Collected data
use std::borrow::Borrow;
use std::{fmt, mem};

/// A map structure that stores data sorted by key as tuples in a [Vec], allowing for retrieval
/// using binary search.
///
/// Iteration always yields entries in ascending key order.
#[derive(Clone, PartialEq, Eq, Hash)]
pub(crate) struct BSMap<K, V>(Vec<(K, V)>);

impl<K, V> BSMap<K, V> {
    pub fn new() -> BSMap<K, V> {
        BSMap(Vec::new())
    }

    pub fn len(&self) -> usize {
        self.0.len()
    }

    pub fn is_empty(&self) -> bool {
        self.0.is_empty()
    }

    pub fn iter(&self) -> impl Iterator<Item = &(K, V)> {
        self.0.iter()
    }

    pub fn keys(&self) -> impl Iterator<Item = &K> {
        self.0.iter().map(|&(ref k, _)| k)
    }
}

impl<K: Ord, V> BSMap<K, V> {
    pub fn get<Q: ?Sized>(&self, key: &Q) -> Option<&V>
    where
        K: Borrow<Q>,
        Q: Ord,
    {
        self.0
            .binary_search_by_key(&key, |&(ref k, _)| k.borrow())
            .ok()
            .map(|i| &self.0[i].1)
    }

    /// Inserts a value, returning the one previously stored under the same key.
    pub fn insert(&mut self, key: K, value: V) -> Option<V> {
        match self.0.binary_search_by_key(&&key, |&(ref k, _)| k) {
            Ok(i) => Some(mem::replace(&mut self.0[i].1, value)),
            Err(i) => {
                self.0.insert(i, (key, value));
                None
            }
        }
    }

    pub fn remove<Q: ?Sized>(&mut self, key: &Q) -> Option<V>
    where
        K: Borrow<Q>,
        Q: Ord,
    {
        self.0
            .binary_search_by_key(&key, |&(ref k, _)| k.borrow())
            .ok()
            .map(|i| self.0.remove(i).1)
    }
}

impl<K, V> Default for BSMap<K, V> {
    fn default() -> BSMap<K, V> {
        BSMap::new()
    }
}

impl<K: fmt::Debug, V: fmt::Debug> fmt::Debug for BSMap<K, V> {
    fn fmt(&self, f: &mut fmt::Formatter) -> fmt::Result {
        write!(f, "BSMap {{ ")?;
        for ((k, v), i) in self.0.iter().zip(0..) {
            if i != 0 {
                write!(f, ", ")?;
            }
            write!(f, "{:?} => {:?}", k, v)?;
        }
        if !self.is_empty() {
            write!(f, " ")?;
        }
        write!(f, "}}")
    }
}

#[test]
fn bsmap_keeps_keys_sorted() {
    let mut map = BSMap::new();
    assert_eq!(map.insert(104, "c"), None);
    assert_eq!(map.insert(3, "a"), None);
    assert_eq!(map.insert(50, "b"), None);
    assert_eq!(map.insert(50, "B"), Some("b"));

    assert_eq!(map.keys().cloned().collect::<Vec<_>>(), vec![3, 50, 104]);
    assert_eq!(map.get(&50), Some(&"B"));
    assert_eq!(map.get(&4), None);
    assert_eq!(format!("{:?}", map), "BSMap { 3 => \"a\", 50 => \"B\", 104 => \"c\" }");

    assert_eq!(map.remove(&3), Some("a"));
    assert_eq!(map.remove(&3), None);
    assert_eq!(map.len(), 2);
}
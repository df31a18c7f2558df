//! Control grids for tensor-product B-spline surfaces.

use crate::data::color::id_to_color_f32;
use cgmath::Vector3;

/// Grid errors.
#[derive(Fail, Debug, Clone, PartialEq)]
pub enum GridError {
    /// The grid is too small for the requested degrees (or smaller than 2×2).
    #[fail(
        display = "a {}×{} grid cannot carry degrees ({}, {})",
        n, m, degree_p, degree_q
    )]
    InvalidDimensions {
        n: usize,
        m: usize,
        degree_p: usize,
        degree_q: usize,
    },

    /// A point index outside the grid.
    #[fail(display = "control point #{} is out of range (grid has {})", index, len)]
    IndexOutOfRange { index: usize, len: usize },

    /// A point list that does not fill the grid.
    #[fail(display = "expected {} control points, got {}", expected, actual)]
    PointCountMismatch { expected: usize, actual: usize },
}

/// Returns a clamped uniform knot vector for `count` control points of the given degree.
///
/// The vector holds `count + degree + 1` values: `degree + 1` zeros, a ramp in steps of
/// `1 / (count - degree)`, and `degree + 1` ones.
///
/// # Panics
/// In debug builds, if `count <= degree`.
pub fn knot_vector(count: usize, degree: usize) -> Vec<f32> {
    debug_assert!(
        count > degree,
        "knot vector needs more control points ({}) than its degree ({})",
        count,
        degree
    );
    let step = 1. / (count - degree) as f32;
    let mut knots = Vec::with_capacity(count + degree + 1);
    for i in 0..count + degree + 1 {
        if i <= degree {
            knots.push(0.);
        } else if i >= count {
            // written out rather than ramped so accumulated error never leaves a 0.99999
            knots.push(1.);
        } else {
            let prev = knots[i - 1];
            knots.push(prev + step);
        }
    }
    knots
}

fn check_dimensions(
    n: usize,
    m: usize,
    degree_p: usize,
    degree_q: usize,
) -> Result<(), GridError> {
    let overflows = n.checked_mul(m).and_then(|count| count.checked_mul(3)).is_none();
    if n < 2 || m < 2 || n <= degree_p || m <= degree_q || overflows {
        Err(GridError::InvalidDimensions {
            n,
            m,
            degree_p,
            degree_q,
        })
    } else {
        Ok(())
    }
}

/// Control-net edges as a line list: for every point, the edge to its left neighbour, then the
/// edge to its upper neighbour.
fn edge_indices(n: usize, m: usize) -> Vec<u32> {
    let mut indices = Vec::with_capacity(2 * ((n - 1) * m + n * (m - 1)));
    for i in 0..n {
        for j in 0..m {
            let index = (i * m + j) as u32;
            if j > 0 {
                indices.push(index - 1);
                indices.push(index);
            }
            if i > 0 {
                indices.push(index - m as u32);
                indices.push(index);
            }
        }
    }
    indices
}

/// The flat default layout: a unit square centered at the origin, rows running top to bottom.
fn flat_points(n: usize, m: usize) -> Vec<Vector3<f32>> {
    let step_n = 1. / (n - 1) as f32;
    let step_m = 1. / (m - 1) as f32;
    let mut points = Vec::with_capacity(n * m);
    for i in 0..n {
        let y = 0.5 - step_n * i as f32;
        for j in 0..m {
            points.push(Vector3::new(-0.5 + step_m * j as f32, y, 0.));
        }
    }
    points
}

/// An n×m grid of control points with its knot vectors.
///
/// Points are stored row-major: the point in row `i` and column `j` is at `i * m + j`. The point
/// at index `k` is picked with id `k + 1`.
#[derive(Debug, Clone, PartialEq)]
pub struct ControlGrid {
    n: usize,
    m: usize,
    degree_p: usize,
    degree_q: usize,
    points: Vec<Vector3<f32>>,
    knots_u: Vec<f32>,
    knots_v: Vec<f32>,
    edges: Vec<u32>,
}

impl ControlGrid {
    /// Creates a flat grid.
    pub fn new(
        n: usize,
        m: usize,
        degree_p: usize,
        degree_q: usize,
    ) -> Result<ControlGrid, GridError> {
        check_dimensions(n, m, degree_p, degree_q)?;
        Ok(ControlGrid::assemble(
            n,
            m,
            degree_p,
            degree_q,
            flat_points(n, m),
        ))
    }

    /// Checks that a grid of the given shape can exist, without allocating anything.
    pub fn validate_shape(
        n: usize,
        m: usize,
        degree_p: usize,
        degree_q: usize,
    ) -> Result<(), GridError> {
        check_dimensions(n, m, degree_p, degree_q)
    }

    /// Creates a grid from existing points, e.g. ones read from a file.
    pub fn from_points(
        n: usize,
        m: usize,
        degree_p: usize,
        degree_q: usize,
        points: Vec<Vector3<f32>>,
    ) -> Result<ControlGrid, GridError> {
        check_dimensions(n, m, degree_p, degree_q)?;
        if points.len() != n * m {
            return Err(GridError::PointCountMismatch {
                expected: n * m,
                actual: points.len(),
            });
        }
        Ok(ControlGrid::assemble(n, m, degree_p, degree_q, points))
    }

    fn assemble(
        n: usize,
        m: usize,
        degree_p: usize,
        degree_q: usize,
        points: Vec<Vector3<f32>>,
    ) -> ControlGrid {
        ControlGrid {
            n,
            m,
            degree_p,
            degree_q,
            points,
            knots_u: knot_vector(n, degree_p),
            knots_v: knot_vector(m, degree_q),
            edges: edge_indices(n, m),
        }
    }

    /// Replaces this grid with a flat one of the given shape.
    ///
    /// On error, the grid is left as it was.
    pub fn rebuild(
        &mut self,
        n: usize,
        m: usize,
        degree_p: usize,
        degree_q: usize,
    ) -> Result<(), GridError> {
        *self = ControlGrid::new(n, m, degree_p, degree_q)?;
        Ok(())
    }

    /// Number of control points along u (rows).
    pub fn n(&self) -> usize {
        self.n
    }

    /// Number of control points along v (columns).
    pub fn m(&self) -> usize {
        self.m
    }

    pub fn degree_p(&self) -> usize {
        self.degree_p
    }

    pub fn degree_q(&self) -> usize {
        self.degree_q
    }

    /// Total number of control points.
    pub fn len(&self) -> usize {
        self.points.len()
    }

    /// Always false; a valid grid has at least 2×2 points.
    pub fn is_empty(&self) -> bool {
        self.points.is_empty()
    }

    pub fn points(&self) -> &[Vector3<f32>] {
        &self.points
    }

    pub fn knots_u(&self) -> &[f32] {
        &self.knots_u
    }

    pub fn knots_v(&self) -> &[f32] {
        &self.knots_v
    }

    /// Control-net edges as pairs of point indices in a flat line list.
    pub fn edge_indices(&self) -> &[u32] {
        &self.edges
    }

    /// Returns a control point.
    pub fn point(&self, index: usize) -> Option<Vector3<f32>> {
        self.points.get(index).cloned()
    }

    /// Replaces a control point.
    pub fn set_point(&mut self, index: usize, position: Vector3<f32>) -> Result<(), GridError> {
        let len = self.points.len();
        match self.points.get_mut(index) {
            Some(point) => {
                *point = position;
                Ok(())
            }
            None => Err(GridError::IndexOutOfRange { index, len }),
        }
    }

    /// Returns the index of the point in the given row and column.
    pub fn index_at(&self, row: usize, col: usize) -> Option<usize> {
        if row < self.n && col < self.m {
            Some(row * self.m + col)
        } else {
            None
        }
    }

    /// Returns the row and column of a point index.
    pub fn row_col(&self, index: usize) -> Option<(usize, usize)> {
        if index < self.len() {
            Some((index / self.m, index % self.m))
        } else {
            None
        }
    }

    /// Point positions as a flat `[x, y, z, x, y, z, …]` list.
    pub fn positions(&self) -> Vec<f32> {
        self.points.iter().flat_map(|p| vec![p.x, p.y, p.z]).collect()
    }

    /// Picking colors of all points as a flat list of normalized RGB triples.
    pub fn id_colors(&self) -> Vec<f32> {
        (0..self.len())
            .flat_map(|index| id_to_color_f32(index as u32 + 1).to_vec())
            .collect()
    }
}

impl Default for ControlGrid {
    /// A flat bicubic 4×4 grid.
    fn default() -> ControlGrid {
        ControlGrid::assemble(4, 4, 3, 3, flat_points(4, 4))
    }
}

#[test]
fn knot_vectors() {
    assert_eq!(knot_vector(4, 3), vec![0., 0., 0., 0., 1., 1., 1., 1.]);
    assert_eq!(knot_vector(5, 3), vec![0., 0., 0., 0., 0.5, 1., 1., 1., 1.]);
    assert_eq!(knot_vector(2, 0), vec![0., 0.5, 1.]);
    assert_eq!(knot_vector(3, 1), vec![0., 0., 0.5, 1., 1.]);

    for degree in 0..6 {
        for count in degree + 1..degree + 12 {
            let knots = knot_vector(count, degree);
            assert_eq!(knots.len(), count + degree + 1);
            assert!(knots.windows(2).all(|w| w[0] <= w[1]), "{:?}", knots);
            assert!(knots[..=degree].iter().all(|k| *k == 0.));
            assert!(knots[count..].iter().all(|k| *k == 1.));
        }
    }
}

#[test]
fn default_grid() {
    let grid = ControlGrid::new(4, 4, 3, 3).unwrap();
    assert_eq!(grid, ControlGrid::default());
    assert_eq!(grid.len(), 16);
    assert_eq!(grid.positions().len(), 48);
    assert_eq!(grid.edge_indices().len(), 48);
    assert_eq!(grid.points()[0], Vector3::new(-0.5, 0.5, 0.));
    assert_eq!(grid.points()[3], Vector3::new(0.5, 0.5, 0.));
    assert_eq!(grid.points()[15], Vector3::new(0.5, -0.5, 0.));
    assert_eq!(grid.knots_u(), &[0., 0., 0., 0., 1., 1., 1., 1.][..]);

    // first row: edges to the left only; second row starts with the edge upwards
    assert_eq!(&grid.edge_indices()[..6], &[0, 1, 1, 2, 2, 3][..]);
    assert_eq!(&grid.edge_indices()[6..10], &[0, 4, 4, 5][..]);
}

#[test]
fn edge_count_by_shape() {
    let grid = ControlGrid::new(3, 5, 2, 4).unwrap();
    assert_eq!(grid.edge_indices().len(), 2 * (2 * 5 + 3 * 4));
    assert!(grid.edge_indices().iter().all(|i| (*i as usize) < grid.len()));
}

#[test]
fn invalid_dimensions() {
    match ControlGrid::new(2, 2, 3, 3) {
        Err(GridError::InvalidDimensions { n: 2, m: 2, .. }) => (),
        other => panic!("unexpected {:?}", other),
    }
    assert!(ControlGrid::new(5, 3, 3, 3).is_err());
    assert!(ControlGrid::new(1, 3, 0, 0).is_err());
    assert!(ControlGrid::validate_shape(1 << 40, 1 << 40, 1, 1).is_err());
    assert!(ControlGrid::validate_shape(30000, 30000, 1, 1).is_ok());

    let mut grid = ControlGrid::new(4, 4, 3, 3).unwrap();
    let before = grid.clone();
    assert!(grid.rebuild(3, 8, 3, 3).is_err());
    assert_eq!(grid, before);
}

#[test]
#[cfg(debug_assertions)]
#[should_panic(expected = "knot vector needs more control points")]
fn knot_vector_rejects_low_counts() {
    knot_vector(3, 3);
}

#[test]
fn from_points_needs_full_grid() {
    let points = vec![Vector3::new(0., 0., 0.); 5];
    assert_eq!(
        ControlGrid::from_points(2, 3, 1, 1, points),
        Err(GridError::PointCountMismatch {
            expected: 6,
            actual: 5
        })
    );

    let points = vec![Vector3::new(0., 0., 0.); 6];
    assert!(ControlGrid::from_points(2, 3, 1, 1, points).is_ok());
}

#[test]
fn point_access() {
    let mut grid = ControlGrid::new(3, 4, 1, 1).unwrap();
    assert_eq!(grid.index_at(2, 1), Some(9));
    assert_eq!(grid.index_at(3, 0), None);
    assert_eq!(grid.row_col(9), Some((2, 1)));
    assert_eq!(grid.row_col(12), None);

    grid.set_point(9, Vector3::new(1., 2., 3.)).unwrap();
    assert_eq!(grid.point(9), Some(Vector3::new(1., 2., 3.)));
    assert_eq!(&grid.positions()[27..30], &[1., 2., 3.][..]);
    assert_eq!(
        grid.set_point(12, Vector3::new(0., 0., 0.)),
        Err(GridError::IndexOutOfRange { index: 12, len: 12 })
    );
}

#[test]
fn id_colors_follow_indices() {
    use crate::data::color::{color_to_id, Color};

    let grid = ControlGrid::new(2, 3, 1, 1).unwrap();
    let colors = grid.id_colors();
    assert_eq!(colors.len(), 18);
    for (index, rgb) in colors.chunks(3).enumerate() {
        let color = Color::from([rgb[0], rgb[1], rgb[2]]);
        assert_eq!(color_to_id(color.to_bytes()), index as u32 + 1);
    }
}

▶ [What to work on] Return, word for word, the lines of the data above from the line with "let step = 1. / (count - degree) as f32;" through the line with "let y = 0.5 - step_n * i as f32;", inclusive.

▶ [Result]
    let step = 1. / (count - degree) as f32;
    let mut knots = Vec::with_capacity(count + degree + 1);
    for i in 0..count + degree + 1 {
        if i <= degree {
            knots.push(0.);
        } else if i >= count {
            // written out rather than ramped so accumulated error never leaves a 0.99999
            knots.push(1.);
        } else {
            let prev = knots[i - 1];
            knots.push(prev + step);
        }
    }
    knots
}

fn check_dimensions(
    n: usize,
    m: usize,
    degree_p: usize,
    degree_q: usize,
) -> Result<(), GridError> {
    let overflows = n.checked_mul(m).and_then(|count| count.checked_mul(3)).is_none();
    if n < 2 || m < 2 || n <= degree_p || m <= degree_q || overflows {
        Err(GridError::InvalidDimensions {
            n,
            m,
            degree_p,
            degree_q,
        })
    } else {
        Ok(())
    }
}

/// Control-net edges as a line list: for every point, the edge to its left neighbour, then the
/// edge to its upper neighbour.
fn edge_indices(n: usize, m: usize) -> Vec<u32> {
    let mut indices = Vec::with_capacity(2 * ((n - 1) * m + n * (m - 1)));
    for i in 0..n {
        for j in 0..m {
            let index = (i * m + j) as u32;
            if j > 0 {
                indices.push(index - 1);
                indices.push(index);
            }
            if i > 0 {
                indices.push(index - m as u32);
                indices.push(index);
            }
        }
    }
    indices
}

/// The flat default layout: a unit square centered at the origin, rows running top to bottom.
fn flat_points(n: usize, m: usize) -> Vec<Vector3<f32>> {
    let step_n = 1. / (n - 1) as f32;
    let step_m = 1. / (m - 1) as f32;
    let mut points = Vec::with_capacity(n * m);
    for i in 0..n {
        let y = 0.5 - step_n * i as f32;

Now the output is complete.